__EXERCISE BRIEF__
Go through the listing below and output exactly the line with "repository 94ddc0530d89c90d", the line with "pub fn conflicts_with(self, other: LockLevel)", and each line between; omit the rest.

__INFORMATION PROVIDED__
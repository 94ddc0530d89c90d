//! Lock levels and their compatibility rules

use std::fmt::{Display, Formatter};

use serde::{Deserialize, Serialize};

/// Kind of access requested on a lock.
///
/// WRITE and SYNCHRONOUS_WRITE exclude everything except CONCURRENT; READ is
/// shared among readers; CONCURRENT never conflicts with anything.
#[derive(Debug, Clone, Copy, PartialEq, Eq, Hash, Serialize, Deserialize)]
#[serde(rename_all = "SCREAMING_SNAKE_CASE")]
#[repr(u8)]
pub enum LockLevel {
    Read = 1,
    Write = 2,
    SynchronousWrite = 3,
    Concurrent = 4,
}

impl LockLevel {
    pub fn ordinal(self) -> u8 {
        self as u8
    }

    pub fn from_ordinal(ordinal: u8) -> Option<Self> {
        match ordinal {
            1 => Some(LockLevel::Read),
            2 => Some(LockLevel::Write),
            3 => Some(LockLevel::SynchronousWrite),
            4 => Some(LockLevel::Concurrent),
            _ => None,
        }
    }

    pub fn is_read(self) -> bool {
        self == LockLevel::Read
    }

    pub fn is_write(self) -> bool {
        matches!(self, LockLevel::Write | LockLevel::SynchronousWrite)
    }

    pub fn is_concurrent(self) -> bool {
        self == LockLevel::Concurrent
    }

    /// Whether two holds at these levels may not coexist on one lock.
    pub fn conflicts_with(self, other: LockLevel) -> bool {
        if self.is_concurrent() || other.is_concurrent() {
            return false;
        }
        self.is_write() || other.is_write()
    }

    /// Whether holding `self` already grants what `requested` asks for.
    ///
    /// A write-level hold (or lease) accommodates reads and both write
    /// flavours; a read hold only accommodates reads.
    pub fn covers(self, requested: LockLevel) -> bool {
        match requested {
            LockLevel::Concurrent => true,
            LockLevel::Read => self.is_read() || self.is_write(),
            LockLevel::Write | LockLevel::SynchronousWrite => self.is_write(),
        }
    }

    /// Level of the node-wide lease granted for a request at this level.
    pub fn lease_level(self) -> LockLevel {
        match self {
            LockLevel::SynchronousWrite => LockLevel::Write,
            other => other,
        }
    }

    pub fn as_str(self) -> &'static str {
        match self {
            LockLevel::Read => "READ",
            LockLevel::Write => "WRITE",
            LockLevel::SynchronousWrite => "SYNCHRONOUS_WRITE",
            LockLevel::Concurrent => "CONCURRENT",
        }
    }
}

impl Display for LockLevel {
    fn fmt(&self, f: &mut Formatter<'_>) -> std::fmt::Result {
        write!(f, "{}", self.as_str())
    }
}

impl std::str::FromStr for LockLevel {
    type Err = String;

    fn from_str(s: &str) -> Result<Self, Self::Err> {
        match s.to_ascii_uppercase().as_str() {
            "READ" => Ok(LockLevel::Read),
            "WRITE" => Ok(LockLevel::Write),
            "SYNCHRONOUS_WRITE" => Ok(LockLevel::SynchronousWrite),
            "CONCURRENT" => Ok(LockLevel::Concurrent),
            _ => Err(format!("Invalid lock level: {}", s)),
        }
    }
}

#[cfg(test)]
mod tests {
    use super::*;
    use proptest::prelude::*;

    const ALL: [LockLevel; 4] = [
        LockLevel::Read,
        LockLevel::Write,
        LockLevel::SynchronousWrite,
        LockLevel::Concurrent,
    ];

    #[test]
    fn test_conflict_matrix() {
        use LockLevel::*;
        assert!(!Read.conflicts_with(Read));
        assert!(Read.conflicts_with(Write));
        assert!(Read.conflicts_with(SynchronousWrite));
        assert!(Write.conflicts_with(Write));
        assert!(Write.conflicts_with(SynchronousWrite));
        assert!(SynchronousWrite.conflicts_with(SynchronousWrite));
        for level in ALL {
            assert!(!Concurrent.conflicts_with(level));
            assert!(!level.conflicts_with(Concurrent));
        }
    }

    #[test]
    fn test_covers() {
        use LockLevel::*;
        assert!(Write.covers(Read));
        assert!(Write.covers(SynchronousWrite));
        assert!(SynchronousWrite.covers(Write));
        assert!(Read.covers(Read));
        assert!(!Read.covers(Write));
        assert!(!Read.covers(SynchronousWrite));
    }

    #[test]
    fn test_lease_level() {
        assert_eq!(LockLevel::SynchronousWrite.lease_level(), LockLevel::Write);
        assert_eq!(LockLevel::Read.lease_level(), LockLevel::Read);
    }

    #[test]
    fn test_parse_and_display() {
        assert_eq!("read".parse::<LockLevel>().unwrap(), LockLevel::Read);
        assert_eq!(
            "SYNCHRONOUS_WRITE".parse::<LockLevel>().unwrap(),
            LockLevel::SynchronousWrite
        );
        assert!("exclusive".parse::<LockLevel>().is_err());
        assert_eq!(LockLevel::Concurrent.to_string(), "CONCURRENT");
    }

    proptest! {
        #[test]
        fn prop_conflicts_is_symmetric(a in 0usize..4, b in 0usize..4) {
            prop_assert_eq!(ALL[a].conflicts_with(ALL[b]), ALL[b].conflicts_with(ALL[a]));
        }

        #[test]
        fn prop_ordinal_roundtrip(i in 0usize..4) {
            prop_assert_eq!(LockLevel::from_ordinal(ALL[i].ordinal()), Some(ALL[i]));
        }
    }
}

---

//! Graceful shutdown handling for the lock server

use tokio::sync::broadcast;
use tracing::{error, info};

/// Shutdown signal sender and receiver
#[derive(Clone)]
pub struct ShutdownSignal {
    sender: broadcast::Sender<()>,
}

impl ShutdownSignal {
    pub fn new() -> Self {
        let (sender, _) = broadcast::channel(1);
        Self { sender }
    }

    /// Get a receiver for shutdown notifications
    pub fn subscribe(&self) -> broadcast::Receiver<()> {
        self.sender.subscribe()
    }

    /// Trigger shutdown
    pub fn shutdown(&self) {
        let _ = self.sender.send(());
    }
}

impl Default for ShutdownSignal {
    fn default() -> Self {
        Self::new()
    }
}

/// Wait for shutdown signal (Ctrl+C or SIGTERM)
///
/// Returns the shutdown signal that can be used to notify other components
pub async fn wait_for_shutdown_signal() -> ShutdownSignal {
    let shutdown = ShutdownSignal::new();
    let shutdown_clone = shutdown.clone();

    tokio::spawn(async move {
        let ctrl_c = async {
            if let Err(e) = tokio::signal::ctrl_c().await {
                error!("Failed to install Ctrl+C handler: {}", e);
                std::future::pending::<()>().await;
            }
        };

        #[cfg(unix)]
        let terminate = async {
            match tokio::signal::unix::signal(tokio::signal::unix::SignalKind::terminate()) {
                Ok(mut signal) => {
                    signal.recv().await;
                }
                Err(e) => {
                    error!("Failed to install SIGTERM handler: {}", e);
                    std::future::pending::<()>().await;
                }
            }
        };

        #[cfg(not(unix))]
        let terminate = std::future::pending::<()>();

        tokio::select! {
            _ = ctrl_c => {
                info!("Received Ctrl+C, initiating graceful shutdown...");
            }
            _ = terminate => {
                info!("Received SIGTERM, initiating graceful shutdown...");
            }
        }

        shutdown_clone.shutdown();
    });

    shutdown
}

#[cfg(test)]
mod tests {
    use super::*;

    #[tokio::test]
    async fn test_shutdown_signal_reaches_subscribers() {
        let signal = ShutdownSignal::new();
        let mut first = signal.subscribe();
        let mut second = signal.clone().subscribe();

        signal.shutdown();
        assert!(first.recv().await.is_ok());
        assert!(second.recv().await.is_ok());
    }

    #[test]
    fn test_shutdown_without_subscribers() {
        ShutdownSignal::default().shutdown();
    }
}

--

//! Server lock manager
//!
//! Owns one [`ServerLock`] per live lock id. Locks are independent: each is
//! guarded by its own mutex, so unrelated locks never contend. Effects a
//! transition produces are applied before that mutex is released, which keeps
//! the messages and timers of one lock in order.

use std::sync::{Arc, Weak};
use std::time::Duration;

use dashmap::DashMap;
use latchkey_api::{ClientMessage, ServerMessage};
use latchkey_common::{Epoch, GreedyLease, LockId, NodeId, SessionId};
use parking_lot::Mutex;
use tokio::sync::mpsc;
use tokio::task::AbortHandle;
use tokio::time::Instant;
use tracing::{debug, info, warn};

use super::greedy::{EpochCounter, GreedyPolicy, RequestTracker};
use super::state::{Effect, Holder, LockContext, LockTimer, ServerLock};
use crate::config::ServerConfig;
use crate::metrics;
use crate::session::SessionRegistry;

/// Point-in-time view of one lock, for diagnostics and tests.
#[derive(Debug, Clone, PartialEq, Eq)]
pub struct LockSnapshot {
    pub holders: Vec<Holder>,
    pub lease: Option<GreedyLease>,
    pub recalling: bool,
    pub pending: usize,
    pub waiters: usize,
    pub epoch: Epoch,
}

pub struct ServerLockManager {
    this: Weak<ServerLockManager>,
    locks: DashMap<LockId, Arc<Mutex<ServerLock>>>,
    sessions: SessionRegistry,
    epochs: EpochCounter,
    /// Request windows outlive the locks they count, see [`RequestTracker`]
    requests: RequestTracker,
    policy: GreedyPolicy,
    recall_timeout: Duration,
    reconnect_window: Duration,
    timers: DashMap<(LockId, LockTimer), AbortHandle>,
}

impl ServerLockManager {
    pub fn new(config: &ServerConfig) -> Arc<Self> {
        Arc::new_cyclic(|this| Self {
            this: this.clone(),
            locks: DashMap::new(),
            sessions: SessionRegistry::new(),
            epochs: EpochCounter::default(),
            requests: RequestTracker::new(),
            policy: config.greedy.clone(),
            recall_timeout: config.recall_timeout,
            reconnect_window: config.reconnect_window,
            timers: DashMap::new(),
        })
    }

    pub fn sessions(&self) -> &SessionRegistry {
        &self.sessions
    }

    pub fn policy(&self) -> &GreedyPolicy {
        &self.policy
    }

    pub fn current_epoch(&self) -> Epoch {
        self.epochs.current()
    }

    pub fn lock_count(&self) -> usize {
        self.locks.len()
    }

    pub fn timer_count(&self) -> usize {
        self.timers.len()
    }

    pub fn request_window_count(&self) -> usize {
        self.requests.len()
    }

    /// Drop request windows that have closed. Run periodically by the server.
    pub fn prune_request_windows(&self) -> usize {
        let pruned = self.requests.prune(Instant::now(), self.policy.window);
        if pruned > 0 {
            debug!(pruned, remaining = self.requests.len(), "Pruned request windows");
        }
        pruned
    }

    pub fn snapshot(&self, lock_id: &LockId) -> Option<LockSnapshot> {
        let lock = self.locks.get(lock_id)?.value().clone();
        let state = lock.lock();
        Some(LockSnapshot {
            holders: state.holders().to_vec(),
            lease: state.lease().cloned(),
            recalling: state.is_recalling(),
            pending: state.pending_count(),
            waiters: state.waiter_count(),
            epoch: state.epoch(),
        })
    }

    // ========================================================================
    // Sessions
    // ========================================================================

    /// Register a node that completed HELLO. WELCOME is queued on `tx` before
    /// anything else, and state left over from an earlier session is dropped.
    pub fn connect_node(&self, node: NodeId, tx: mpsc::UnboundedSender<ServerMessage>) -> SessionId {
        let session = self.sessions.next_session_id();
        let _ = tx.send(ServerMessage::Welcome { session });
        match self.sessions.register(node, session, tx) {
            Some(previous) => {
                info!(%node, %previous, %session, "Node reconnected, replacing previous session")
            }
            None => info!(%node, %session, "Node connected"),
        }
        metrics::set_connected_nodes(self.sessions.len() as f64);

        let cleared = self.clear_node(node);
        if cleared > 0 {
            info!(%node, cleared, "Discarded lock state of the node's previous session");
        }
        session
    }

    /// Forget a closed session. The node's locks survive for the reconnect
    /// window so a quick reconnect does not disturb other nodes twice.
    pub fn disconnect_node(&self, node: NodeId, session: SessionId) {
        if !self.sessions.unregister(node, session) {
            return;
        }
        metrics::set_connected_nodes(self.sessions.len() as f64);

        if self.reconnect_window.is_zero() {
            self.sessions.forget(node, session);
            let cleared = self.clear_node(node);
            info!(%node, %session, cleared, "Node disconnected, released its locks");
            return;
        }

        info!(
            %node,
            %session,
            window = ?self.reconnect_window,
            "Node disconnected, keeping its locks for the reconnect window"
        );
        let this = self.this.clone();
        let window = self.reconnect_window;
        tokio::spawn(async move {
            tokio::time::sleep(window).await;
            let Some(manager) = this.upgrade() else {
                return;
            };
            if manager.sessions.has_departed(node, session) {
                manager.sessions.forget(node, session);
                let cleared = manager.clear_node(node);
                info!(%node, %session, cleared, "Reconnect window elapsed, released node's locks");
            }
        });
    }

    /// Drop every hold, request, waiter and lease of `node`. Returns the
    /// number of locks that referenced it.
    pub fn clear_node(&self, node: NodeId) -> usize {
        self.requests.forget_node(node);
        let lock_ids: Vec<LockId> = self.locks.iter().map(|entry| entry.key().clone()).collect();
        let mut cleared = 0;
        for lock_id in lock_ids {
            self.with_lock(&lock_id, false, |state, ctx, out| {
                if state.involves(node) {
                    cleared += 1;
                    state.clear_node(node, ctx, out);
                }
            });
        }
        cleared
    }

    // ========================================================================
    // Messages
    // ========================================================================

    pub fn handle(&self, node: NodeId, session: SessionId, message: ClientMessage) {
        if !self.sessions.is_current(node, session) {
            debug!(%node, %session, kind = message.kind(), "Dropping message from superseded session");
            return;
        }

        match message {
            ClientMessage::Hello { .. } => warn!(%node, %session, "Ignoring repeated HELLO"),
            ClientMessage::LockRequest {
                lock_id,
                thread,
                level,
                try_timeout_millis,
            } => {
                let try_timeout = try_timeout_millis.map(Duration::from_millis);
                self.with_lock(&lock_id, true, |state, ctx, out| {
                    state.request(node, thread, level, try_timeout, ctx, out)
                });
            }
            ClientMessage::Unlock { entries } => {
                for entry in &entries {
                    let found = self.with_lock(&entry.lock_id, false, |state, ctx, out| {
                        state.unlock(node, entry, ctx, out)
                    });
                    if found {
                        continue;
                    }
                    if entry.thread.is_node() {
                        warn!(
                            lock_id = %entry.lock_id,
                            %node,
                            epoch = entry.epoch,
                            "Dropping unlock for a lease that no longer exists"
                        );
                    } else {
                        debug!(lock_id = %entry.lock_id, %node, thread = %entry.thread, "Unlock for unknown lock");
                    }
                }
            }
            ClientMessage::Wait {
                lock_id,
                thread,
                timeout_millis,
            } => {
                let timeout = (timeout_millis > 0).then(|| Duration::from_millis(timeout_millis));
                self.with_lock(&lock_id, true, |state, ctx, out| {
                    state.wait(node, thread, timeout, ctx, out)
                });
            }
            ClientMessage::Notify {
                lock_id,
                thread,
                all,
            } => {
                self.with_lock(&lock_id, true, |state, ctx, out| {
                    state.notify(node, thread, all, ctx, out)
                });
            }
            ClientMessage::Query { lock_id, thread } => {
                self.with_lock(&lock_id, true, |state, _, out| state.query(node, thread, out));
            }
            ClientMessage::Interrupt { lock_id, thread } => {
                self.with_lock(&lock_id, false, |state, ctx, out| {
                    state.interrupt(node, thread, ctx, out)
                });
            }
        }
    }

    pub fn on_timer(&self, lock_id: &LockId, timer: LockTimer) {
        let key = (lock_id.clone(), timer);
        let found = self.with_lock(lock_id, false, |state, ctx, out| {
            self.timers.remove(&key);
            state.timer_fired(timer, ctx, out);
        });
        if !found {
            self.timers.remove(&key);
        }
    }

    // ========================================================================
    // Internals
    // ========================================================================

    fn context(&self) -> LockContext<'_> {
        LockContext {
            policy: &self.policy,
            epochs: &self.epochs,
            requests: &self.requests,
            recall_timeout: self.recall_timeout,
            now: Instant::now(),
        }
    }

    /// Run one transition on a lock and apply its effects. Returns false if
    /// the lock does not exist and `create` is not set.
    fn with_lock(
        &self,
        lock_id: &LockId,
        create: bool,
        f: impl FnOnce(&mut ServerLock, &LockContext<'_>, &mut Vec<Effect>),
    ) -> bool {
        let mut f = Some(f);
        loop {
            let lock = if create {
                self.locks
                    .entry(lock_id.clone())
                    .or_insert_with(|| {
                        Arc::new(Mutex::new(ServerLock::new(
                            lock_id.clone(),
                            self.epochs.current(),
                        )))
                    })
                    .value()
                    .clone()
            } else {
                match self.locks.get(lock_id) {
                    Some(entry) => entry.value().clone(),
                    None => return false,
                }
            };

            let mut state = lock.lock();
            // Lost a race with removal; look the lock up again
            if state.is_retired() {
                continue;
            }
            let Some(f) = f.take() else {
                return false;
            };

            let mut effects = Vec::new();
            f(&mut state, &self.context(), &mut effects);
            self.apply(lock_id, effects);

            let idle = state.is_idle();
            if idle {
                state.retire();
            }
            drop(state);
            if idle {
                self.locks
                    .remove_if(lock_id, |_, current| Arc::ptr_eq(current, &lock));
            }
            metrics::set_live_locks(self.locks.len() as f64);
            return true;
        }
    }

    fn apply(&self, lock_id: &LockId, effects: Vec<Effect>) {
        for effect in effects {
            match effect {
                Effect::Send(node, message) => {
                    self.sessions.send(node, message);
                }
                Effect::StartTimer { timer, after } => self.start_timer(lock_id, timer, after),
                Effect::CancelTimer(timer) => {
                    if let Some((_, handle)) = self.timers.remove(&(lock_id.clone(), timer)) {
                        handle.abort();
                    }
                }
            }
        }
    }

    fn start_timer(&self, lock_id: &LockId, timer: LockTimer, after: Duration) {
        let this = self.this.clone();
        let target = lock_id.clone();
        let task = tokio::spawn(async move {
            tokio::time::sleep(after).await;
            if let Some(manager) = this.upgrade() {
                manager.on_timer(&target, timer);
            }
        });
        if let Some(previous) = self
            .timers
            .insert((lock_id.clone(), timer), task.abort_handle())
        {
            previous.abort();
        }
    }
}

__WORKED SOLUTION__
repository 94ddc0530d89c90d
//! Lock levels and their compatibility rules

use std::fmt::{Display, Formatter};

use serde::{Deserialize, Serialize};

/// Kind of access requested on a lock.
///
/// WRITE and SYNCHRONOUS_WRITE exclude everything except CONCURRENT; READ is
/// shared among readers; CONCURRENT never conflicts with anything.
#[derive(Debug, Clone, Copy, PartialEq, Eq, Hash, Serialize, Deserialize)]
#[serde(rename_all = "SCREAMING_SNAKE_CASE")]
#[repr(u8)]
pub enum LockLevel {
    Read = 1,
    Write = 2,
    SynchronousWrite = 3,
    Concurrent = 4,
}

impl LockLevel {
    pub fn ordinal(self) -> u8 {
        self as u8
    }

    pub fn from_ordinal(ordinal: u8) -> Option<Self> {
        match ordinal {
            1 => Some(LockLevel::Read),
            2 => Some(LockLevel::Write),
            3 => Some(LockLevel::SynchronousWrite),
            4 => Some(LockLevel::Concurrent),
            _ => None,
        }
    }

    pub fn is_read(self) -> bool {
        self == LockLevel::Read
    }

    pub fn is_write(self) -> bool {
        matches!(self, LockLevel::Write | LockLevel::SynchronousWrite)
    }

    pub fn is_concurrent(self) -> bool {
        self == LockLevel::Concurrent
    }

    /// Whether two holds at these levels may not coexist on one lock.
    pub fn conflicts_with(self, other: LockLevel) -> bool {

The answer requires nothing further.